**Exercise requirements**
Using the data below, show every line where the word "IndexMap" occurs.
───── Recorded data ─────
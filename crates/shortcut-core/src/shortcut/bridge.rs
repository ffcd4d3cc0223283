//! Conversion between the generic VDF tree and typed shortcut records.
//!
//! Decoding is strict about types: a field that is present with the wrong
//! kind of value is an error, never a silent default. Missing fields take
//! their zero value, and fields the record does not know are dropped.

use super::model::{Shortcut, Shortcuts};
use crate::config::SteamConfig;
use crate::error::{ShortcutError, Result};
use crate::vdf::{VdfMap, VdfValue};
use indexmap::IndexMap;
use tracing::{debug, warn};

/// Field names as Steam writes them.
mod field {
    pub const APP_ID: &str = "appid";
    pub const APP_NAME: &str = "AppName";
    pub const EXE: &str = "Exe";
    pub const START_DIR: &str = "StartDir";
    pub const ICON: &str = "icon";
    pub const SHORTCUT_PATH: &str = "ShortcutPath";
    pub const LAUNCH_OPTIONS: &str = "LaunchOptions";
    pub const IS_HIDDEN: &str = "IsHidden";
    pub const ALLOW_DESKTOP_CONFIG: &str = "AllowDesktopConfig";
    pub const ALLOW_OVERLAY: &str = "AllowOverlay";
    pub const OPEN_VR: &str = "OpenVR";
    pub const DEVKIT: &str = "Devkit";
    pub const DEVKIT_GAME_ID: &str = "DevkitGameID";
    pub const DEVKIT_OVERRIDE_APP_ID: &str = "DevkitOverrideAppID";
    pub const LAST_PLAY_TIME: &str = "LastPlayTime";
    pub const FLATPAK_APP_ID: &str = "FlatpakAppID";
    pub const TAGS: &str = "tags";

    /// Every known field, in the order Steam writes them.
    pub const ALL: [&str; 17] = [
        APP_ID,
        APP_NAME,
        EXE,
        START_DIR,
        ICON,
        SHORTCUT_PATH,
        LAUNCH_OPTIONS,
        IS_HIDDEN,
        ALLOW_DESKTOP_CONFIG,
        ALLOW_OVERLAY,
        OPEN_VR,
        DEVKIT,
        DEVKIT_GAME_ID,
        DEVKIT_OVERRIDE_APP_ID,
        LAST_PLAY_TIME,
        FLATPAK_APP_ID,
        TAGS,
    ];
}

/// Convert a decoded document into a shortcut collection.
///
/// A document without a `shortcuts` object yields an empty collection.
pub fn tree_to_shortcuts(root: &VdfMap) -> Result<Shortcuts> {
    let root_key = SteamConfig::SHORTCUTS_ROOT_KEY;
    let Some(value) = root.get(root_key) else {
        debug!("Document has no {:?} object, treating as empty", root_key);
        return Ok(Shortcuts::new());
    };
    let list = expect_map(root_key, value)?;

    let mut entries = IndexMap::with_capacity(list.len());
    for (key, value) in list {
        let path = format!("{}.{}", root_key, key);
        let shortcut = tree_to_shortcut(&path, expect_map(&path, value)?)?;
        entries.insert(key.clone(), shortcut);
    }

    Ok(Shortcuts::from_entries(entries))
}

/// Convert a shortcut collection into a document ready for encoding.
pub fn shortcuts_to_tree(shortcuts: &Shortcuts) -> VdfMap {
    let list: VdfMap = shortcuts
        .iter()
        .map(|(key, shortcut)| (key.to_string(), VdfValue::Map(shortcut_to_tree(shortcut))))
        .collect();

    let mut root = VdfMap::new();
    root.insert(SteamConfig::SHORTCUTS_ROOT_KEY.to_string(), VdfValue::Map(list));
    root
}

fn tree_to_shortcut(path: &str, map: &VdfMap) -> Result<Shortcut> {
    let reader = FieldReader { path, map };

    for key in map.keys() {
        if !field::ALL.contains(&key.as_str()) {
            debug!("Dropping unknown field {}.{}", path, key);
        }
    }

    Ok(Shortcut {
        allow_desktop_config: reader.int(field::ALLOW_DESKTOP_CONFIG)?,
        allow_overlay: reader.int(field::ALLOW_OVERLAY)?,
        app_name: reader.string(field::APP_NAME)?,
        devkit: reader.int(field::DEVKIT)?,
        devkit_game_id: reader.string(field::DEVKIT_GAME_ID)?,
        devkit_override_app_id: reader.int(field::DEVKIT_OVERRIDE_APP_ID)?,
        exe: reader.string(field::EXE)?,
        flatpak_app_id: reader.string(field::FLATPAK_APP_ID)?,
        is_hidden: reader.int(field::IS_HIDDEN)?,
        last_play_time: reader.int(field::LAST_PLAY_TIME)?,
        launch_options: reader.string(field::LAUNCH_OPTIONS)?,
        open_vr: reader.int(field::OPEN_VR)?,
        shortcut_path: reader.string(field::SHORTCUT_PATH)?,
        start_dir: reader.string(field::START_DIR)?,
        app_id: u64::from(reader.int(field::APP_ID)?),
        icon: reader.string(field::ICON)?,
        tags: reader.object(field::TAGS)?,
        images: None,
    })
}

fn shortcut_to_tree(shortcut: &Shortcut) -> VdfMap {
    let mut map = VdfMap::with_capacity(field::ALL.len());
    map.insert(field::APP_ID.into(), narrow_app_id(shortcut.app_id).into());
    map.insert(field::APP_NAME.into(), shortcut.app_name.clone().into());
    map.insert(field::EXE.into(), shortcut.exe.clone().into());
    map.insert(field::START_DIR.into(), shortcut.start_dir.clone().into());
    map.insert(field::ICON.into(), shortcut.icon.clone().into());
    map.insert(field::SHORTCUT_PATH.into(), shortcut.shortcut_path.clone().into());
    map.insert(field::LAUNCH_OPTIONS.into(), shortcut.launch_options.clone().into());
    map.insert(field::IS_HIDDEN.into(), shortcut.is_hidden.into());
    map.insert(field::ALLOW_DESKTOP_CONFIG.into(), shortcut.allow_desktop_config.into());
    map.insert(field::ALLOW_OVERLAY.into(), shortcut.allow_overlay.into());
    map.insert(field::OPEN_VR.into(), shortcut.open_vr.into());
    map.insert(field::DEVKIT.into(), shortcut.devkit.into());
    map.insert(field::DEVKIT_GAME_ID.into(), shortcut.devkit_game_id.clone().into());
    map.insert(field::DEVKIT_OVERRIDE_APP_ID.into(), shortcut.devkit_override_app_id.into());
    map.insert(field::LAST_PLAY_TIME.into(), shortcut.last_play_time.into());
    map.insert(field::FLATPAK_APP_ID.into(), shortcut.flatpak_app_id.clone().into());
    map.insert(field::TAGS.into(), VdfValue::Map(shortcut.tags.clone()));
    map
}

/// Narrow an app id to the file's 32-bit integer by dropping the high bits.
///
/// Ids produced by [`crate::calculate_app_id`] always fit.
fn narrow_app_id(app_id: u64) -> u32 {
    if app_id > u64::from(u32::MAX) {
        warn!(
            "App id {} does not fit in 32 bits, storing {}",
            app_id,
            app_id as u32
        );
    }
    app_id as u32
}

fn expect_map<'a>(path: &str, value: &'a VdfValue) -> Result<&'a VdfMap> {
    value.as_map().ok_or_else(|| mismatch(path, "object", value))
}

fn mismatch(path: &str, expected: &'static str, found: &VdfValue) -> ShortcutError {
    ShortcutError::SchemaMismatch {
        field: path.to_string(),
        expected,
        found: found.kind(),
    }
}

/// Typed access to the fields of one shortcut object.
struct FieldReader<'a> {
    path: &'a str,
    map: &'a VdfMap,
}

impl FieldReader<'_> {
    fn int(&self, name: &str) -> Result<u32> {
        match self.map.get(name) {
            None => Ok(0),
            Some(VdfValue::Int(n)) => Ok(*n),
            Some(other) => Err(mismatch(&self.field_path(name), "integer", other)),
        }
    }

    fn string(&self, name: &str) -> Result<String> {
        match self.map.get(name) {
            None => Ok(String::new()),
            Some(VdfValue::String(s)) => Ok(s.clone()),
            Some(other) => Err(mismatch(&self.field_path(name), "string", other)),
        }
    }

    fn object(&self, name: &str) -> Result<VdfMap> {
        match self.map.get(name) {
            None => Ok(VdfMap::new()),
            Some(VdfValue::Map(m)) => Ok(m.clone()),
            Some(other) => Err(mismatch(&self.field_path(name), "object", other)),
        }
    }

    fn field_path(&self, name: &str) -> String {
        format!("{}.{}", self.path, name)
    }
}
─────
**Written response**
use indexmap::IndexMap;
    let mut entries = IndexMap::with_capacity(list.len());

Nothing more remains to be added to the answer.